About two and a half years ago I bought some RAM that turned out to be bad. No biggie, just sent it back to Amazon and got a replacement.
14 months ago or so, I did a massive upgrade on my machine - new mobo, CPU, and RAM. For about a year I experienced crashes on a regular basis - my machine would simply reboot without warning. I had Windows set to not automatically restart on failure, but I never once got a BSOD. Both Memtest86 and MS Memory Diagnostics assured me, on several occasions each, that my RAM was fine.
At first I was only getting crashes several times a week, so I could live with it; but by a few months ago it was happening several times a day, so I finally rolled up my sleeves and attempted to solve the problem. With the help of some kind people here, I finally determined that my two RAM sticks weren’t doing well together, even though they were the same make and model. That is, if I pulled one out and ran with only 2 GB, everything was fine; it didn’t seem to matter which stick I used.
I thought my problem was solved, but after a couple of weeks I began getting crashes again, though they were intermittent - a few times a week at most. Knowing I’d be buying new RAM when Windows 7 was released, I lived with it.
A month ago, in preparation for Win 7, I bought 8 GB of RAM (2 packages of 2 2GB 1333 Corsair sticks), and put two of the sticks in my system (was running Vista 32, planning to install 7 64). Never had another crash. Go figure… the problem was my RAM all along, even though both diagnostic tools repeatedly told me it wasn’t.

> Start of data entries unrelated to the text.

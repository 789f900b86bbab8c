//! Display power-state gating.

use sensorlink_power::{DisplayEvent, PowerError, PowerStateSource};
use tokio::sync::mpsc;
use tracing::debug;

/// What a display change asks of the session.
#[derive(Debug, Clone, Copy, PartialEq, Eq)]
pub enum GateAction {
    Start,
    Stop,
}

/// Collects display events from every attached source.
///
/// Sources are identified by name and attaching the same name twice is a
/// no-op, so a client never reacts to one signal more than once.
pub struct PowerStateGate {
    sources: Vec<Box<dyn PowerStateSource>>,
    events_tx: mpsc::UnboundedSender<DisplayEvent>,
    events_rx: mpsc::UnboundedReceiver<DisplayEvent>,
}

impl Default for PowerStateGate {
    fn default() -> Self {
        Self::new()
    }
}

impl PowerStateGate {
    pub fn new() -> Self {
        let (events_tx, events_rx) = mpsc::unbounded_channel();
        Self {
            sources: Vec::new(),
            events_tx,
            events_rx,
        }
    }

    /// Subscribe to `source`. Returns false if a source with the same name
    /// is already attached.
    pub fn attach(&mut self, mut source: Box<dyn PowerStateSource>) -> Result<bool, PowerError> {
        if self.sources.iter().any(|s| s.name() == source.name()) {
            debug!(source = source.name(), "power source already attached");
            return Ok(false);
        }
        source.subscribe(self.events_tx.clone())?;
        debug!(source = source.name(), "power source attached");
        self.sources.push(source);
        Ok(true)
    }

    pub fn source_count(&self) -> usize {
        self.sources.len()
    }

    /// Next display event from any source.
    pub async fn next_event(&mut self) -> Option<DisplayEvent> {
        self.events_rx.recv().await
    }

    pub fn try_next_event(&mut self) -> Option<DisplayEvent> {
        self.events_rx.try_recv().ok()
    }

    /// Map a display change to a session action.
    ///
    /// With standby override set the session ignores the display entirely.
    pub fn decide(display_active: bool, standby_override: bool) -> Option<GateAction> {
        match (display_active, standby_override) {
            (_, true) => None,
            (true, false) => Some(GateAction::Start),
            (false, false) => Some(GateAction::Stop),
        }
    }
}

#[cfg(test)]
mod tests {
    use super::*;
    use sensorlink_power::mock::ManualPowerSource;

    #[test]
    fn override_suppresses_both_directions() {
        assert_eq!(PowerStateGate::decide(true, true), None);
        assert_eq!(PowerStateGate::decide(false, true), None);
        assert_eq!(PowerStateGate::decide(true, false), Some(GateAction::Start));
        assert_eq!(PowerStateGate::decide(false, false), Some(GateAction::Stop));
    }

    #[tokio::test]
    async fn duplicate_source_is_subscribed_once() {
        let mut gate = PowerStateGate::new();
        let (first, handle) = ManualPowerSource::new("mce");
        let (second, _) = ManualPowerSource::new("mce");

        assert!(gate.attach(Box::new(first)).unwrap());
        assert!(!gate.attach(Box::new(second)).unwrap());
        assert_eq!(gate.source_count(), 1);
        assert_eq!(handle.subscriptions(), 1);

        handle.set_display(false);
        let event = gate.next_event().await.unwrap();
        assert_eq!(event.source, "mce");
        assert!(!event.active);
        assert!(gate.try_next_event().is_none());
    }
}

This past Friday, I got Windows 7, put a new hard drive and the remaining four GB of RAM in my machine, and tried to install. I kept getting errors. I read somewhere on the 'Net to try installing with only 2 GB of RAM, and this worked. I then put the rest of the RAM back in my system, fired it up… and within 10 minutes got a BSOD.
“Great OS,” I thought. I rebooted, and in the next hour it crashed on me four more times. Of course, I knew in my gut what the problem was. I’d been keeping track, so I knew that the second 4 GB I’d put in where both from the same package; I yoinked them, and my system has run fine since.
So, to sum up:
Number of times I’ve bought RAM in the past three years: 3.
Number of times I’ve bought bad RAM in the past three years: 3.
F’in unbelievable.
Is it really this common for RAM to be bad, or have I just been incredibly unlucky?